Published on August 04, 1994

G. Love and Special Sauce -- You find funk in the damnedest places. Like in the guts of 21-year-old former Philadelphia street musician Garrett Dutton III, a.k.a. G. Love. Love lets his funk spill into the light with his own scat-rap vocals and vintage dobro pluck, backed by rudimentary drums and bass fiddle, making for a blues-rap hybrid that's got more soul and grit in its raspy improv flow than its stylistic cousin jazz-rap can touch with a ten-foot riff. G. Love and Special Sauce is out on Epic, but if this cat's got the style on stage that bleeds through the CD, the live show's the way to drop the cash. At the Satellite Lounge, Thursday, August 4. 869-COOL.

311 -- Not quite as inventive as the Beastie Boys, and not nearly so annoying as the Chili Peppers, but both influences get shots here. A good dose of the rock-style rap that the Peppers made famous on the West Coast must have seeped into the water table, making its way to the Midwest, where it resurfaced in this five-piece band, now from L.A. but originally from scene backwater Omaha. Guitars drive the music on the new Grassroots (Capricorn), but hip-hop and reggae are given musicianly nods. All swirled together with an upbeat (but not squishy) lyric attitude, it makes for an energized melting-pot romp. At the Abyss, Sunday, August 7. 629-3700.

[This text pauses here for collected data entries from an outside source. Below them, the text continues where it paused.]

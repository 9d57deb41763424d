//! Image acquisition: validate, read, and decode a user-supplied file.
//!
//! A file is accepted by its *declared* type, the media type its extension
//! implies, before a single byte is read. Anything not declared as `image/*`
//! is rejected with [`InputError::NotAnImage`] and never reaches the caption
//! provider. The declared label travels with the decoded raster unchanged;
//! normalising it for the API is the provider's job.
//!
//! Terminals paste dropped files in a handful of shapes, so
//! [`parse_dropped_path`] turns quoted paths, `file://` URLs and
//! backslash-escaped spaces back into a plain path.

use image::{DynamicImage, ImageFormat};
use std::path::{Path, PathBuf};
use thiserror::Error;
use url::Url;

#[derive(Error, Debug)]
pub enum InputError {
    #[error("{} is not an image ({})", path.display(), declared.as_deref().unwrap_or("unknown type"))]
    NotAnImage {
        path: PathBuf,
        declared: Option<String>,
    },
    #[error("Failed to read {}: {source}", path.display())]
    Io {
        path: PathBuf,
        source: std::io::Error,
    },
    #[error("Failed to decode {label}: {reason}")]
    Decode { label: String, reason: String },
}

/// A decoded image plus the bytes and label it was loaded from.
#[derive(Debug, Clone)]
pub struct LoadedImage {
    /// Decoded pixels, immutable once loaded.
    pub raster: DynamicImage,
    /// The file as read, sent to the caption provider as-is.
    pub bytes: Vec<u8>,
    /// Declared media type, verbatim.
    pub media_type: String,
    /// Display name (file name for files on disk).
    pub name: String,
}

impl LoadedImage {
    pub fn width(&self) -> u32 {
        self.raster.width()
    }

    pub fn height(&self) -> u32 {
        self.raster.height()
    }
}

/// Media types for common non-image files, so rejections can say what the
/// file was instead of "unknown".
const NON_IMAGE_TYPES: &[(&str, &str)] = &[
    ("txt", "text/plain"),
    ("md", "text/markdown"),
    ("csv", "text/csv"),
    ("html", "text/html"),
    ("htm", "text/html"),
    ("json", "application/json"),
    ("toml", "application/toml"),
    ("pdf", "application/pdf"),
    ("zip", "application/zip"),
    ("mp4", "video/mp4"),
    ("mov", "video/quicktime"),
    ("webm", "video/webm"),
    ("mp3", "audio/mpeg"),
    ("wav", "audio/wav"),
];

/// Media type implied by the file extension, if it is a known one.
///
/// ```
/// # use std::path::Path;
/// # use memecap::source::declared_media_type;
/// assert_eq!(declared_media_type(Path::new("cat.JPG")).as_deref(), Some("image/jpeg"));
/// assert_eq!(declared_media_type(Path::new("notes.txt")).as_deref(), Some("text/plain"));
/// assert_eq!(declared_media_type(Path::new("README")), None);
/// ```
pub fn declared_media_type(path: &Path) -> Option<String> {
    let ext = path.extension()?.to_str()?.to_ascii_lowercase();
    if ext == "svg" {
        return Some("image/svg+xml".to_string());
    }
    if let Some(format) = ImageFormat::from_extension(&ext) {
        return Some(format.to_mime_type().to_string());
    }
    NON_IMAGE_TYPES
        .iter()
        .find(|(e, _)| *e == ext)
        .map(|(_, mime)| mime.to_string())
}

fn is_image_type(declared: Option<&str>) -> bool {
    declared.is_some_and(|t| t.to_ascii_lowercase().starts_with("image/"))
}

/// Load an image file from disk.
///
/// The declared type is checked first; reading and decoding only happen for
/// files that claim to be images.
pub async fn load(path: &Path) -> Result<LoadedImage, InputError> {
    let declared = declared_media_type(path);
    if !is_image_type(declared.as_deref()) {
        return Err(InputError::NotAnImage {
            path: path.to_path_buf(),
            declared,
        });
    }

    let bytes = tokio::fs::read(path).await.map_err(|source| InputError::Io {
        path: path.to_path_buf(),
        source,
    })?;
    let name = path
        .file_name()
        .map(|n| n.to_string_lossy().into_owned())
        .unwrap_or_else(|| path.display().to_string());

    let loaded = load_bytes(bytes, declared.as_deref(), &name)?;
    tracing::debug!(
        name = %loaded.name,
        media_type = %loaded.media_type,
        width = loaded.width(),
        height = loaded.height(),
        "image loaded"
    );
    Ok(loaded)
}

/// Decode in-memory bytes that were declared as `declared`.
pub fn load_bytes(
    bytes: Vec<u8>,
    declared: Option<&str>,
    name: &str,
) -> Result<LoadedImage, InputError> {
    let media_type = match declared {
        Some(t) if is_image_type(Some(t)) => t.to_string(),
        _ => {
            return Err(InputError::NotAnImage {
                path: PathBuf::from(name),
                declared: declared.map(String::from),
            });
        }
    };

    let raster = image::load_from_memory(&bytes).map_err(|e| InputError::Decode {
        label: name.to_string(),
        reason: e.to_string(),
    })?;

    Ok(LoadedImage {
        raster,
        bytes,
        media_type,
        name: name.to_string(),
    })
}

/// Turn a pasted or dropped path back into a filesystem path.
///
/// Handles `file://` URLs with percent-escapes, Windows and UNC paths, and
/// shell-quoted or backslash-escaped paths. Anything that does not unescape
/// to a single token is taken literally, minus surrounding quotes.
pub fn parse_dropped_path(raw: &str) -> PathBuf {
    let pasted = raw.trim();
    let unquoted = strip_quotes(pasted);

    if let Ok(url) = Url::parse(unquoted) {
        if url.scheme() == "file" {
            if let Ok(path) = url.to_file_path() {
                return path;
            }
        }
    }

    // POSIX shell rules would eat the backslashes in C:\Users\...
    if looks_like_windows_path(unquoted) {
        return PathBuf::from(unquoted);
    }

    let mut parts = shlex::Shlex::new(pasted);
    match (parts.next(), parts.next()) {
        (Some(single), None) if !parts.had_error => PathBuf::from(single),
        _ => PathBuf::from(unquoted),
    }
}

fn strip_quotes(s: &str) -> &str {
    for quote in ['"', '\''] {
        if s.len() >= 2 && s.starts_with(quote) && s.ends_with(quote) {
            return &s[1..s.len() - 1];
        }
    }
    s
}

fn looks_like_windows_path(s: &str) -> bool {
    let bytes = s.as_bytes();
    let drive = bytes.len() >= 3
        && bytes[0].is_ascii_alphabetic()
        && bytes[1] == b':'
        && (bytes[2] == b'\\' || bytes[2] == b'/');
    drive || s.starts_with("\\\\")
}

Basia -- She's a Polish woman (formerly with Euro-pop trio Matt Bianco) with a musical sense imported whole from Brazil; her new album, The Sweetest Illusion, runs from finger-popping pep tunes to lovestruck mourning. Basia's got a bit of Sade's sultry class and enough confidence with her could-be-gimmicky profile to have turned an oddball coupling of heritage and appropriation into an international following worthy of a first-rate diva. At Cynthia Woods Mitchell Pavilion, Sunday, August 7. 629-3700.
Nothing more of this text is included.